**Goal of the exercise:**
Beginning with the line where "if anchor_side(sibling.source_anchor()) != side" occurs, set down each line of the records through the final one, exactly and without additions.

━━━━━ Data ━━━━━

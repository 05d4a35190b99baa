// SPDX-FileCopyrightText: 2026 Bruno Meilick
// SPDX-License-Identifier: LicenseRef-Naiad-FreeUse-NoCopy-NoDerivatives
//
// All rights reserved.
//
// This file is part of Naiad and is proprietary software.
// Unauthorized copying, modification, or distribution is prohibited.

use std::fmt;

use super::ids::{EdgeId, NodeId};

/// A reference to one addressable object in a diagram. Used by op deltas and
/// by the renderer's highlight index.
#[derive(Debug, Clone, PartialEq, Eq, Hash, PartialOrd, Ord)]
pub enum DiagramObject {
    Table(NodeId),
    Edge(EdgeId),
}

impl fmt::Display for DiagramObject {
    fn fmt(&self, f: &mut fmt::Formatter<'_>) -> fmt::Result {
        match self {
            Self::Table(node_id) => write!(f, "table/{node_id}"),
            Self::Edge(edge_id) => write!(f, "edge/{edge_id}"),
        }
    }
}
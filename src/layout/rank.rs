// SPDX-FileCopyrightText: 2026 Bruno Meilick
// SPDX-License-Identifier: LicenseRef-Naiad-FreeUse-NoCopy-NoDerivatives
//
// All rights reserved.
//
// This file is part of Naiad and is proprietary software.
// Unauthorized copying, modification, or distribution is prohibited.

use std::collections::BTreeMap;

use smallvec::SmallVec;

use super::geometry::anchor_side;
use crate::model::{EdgeId, NodeId, Relationship, TableNode};

/// Zero-based position of `edge_id` within its sibling group.
///
/// The sibling group is every edge leaving the same source node through the
/// same anchor side. Siblings are ordered by their target's vertical
/// position, ascending, so lines peel off the shared face in the order their
/// targets are stacked; exact ties fall back to edge-id order so the rank
/// never flips between two identical frames. A target that no longer exists
/// (transient, mid-cascade) ranks as if it sat at y = 0.
pub fn sibling_rank(
    edge_id: &EdgeId,
    edge: &Relationship,
    edges: &BTreeMap<EdgeId, Relationship>,
    nodes: &BTreeMap<NodeId, TableNode>,
) -> usize {
    let side = anchor_side(edge.source_anchor());

    let mut siblings: SmallVec<[(&EdgeId, f64); 8]> = SmallVec::new();
    for (sibling_id, sibling) in edges {
        if sibling.source_node_id() != edge.source_node_id() {
            continue;
        }
        if anchor_side(sibling.source_anchor()) != side {
            continue;
        }
        let target_y = nodes
            .get(sibling.target_node_id())
            .map(|target| target.position().y)
            .unwrap_or(0.0);
        siblings.push((sibling_id, target_y));
    }

    siblings.sort_by(|(id_a, y_a), (id_b, y_b)| y_a.total_cmp(y_b).then_with(|| id_a.cmp(id_b)));

    siblings
        .iter()
        .position(|(sibling_id, _)| *sibling_id == edge_id)
        .unwrap_or(0)
}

━━━━━

**Answer for the task:**
        if anchor_side(sibling.source_anchor()) != side {
            continue;
        }
        let target_y = nodes
            .get(sibling.target_node_id())
            .map(|target| target.position().y)
            .unwrap_or(0.0);
        siblings.push((sibling_id, target_y));
    }

    siblings.sort_by(|(id_a, y_a), (id_b, y_b)| y_a.total_cmp(y_b).then_with(|| id_a.cmp(id_b)));

    siblings
        .iter()
        .position(|(sibling_id, _)| *sibling_id == edge_id)
        .unwrap_or(0)
}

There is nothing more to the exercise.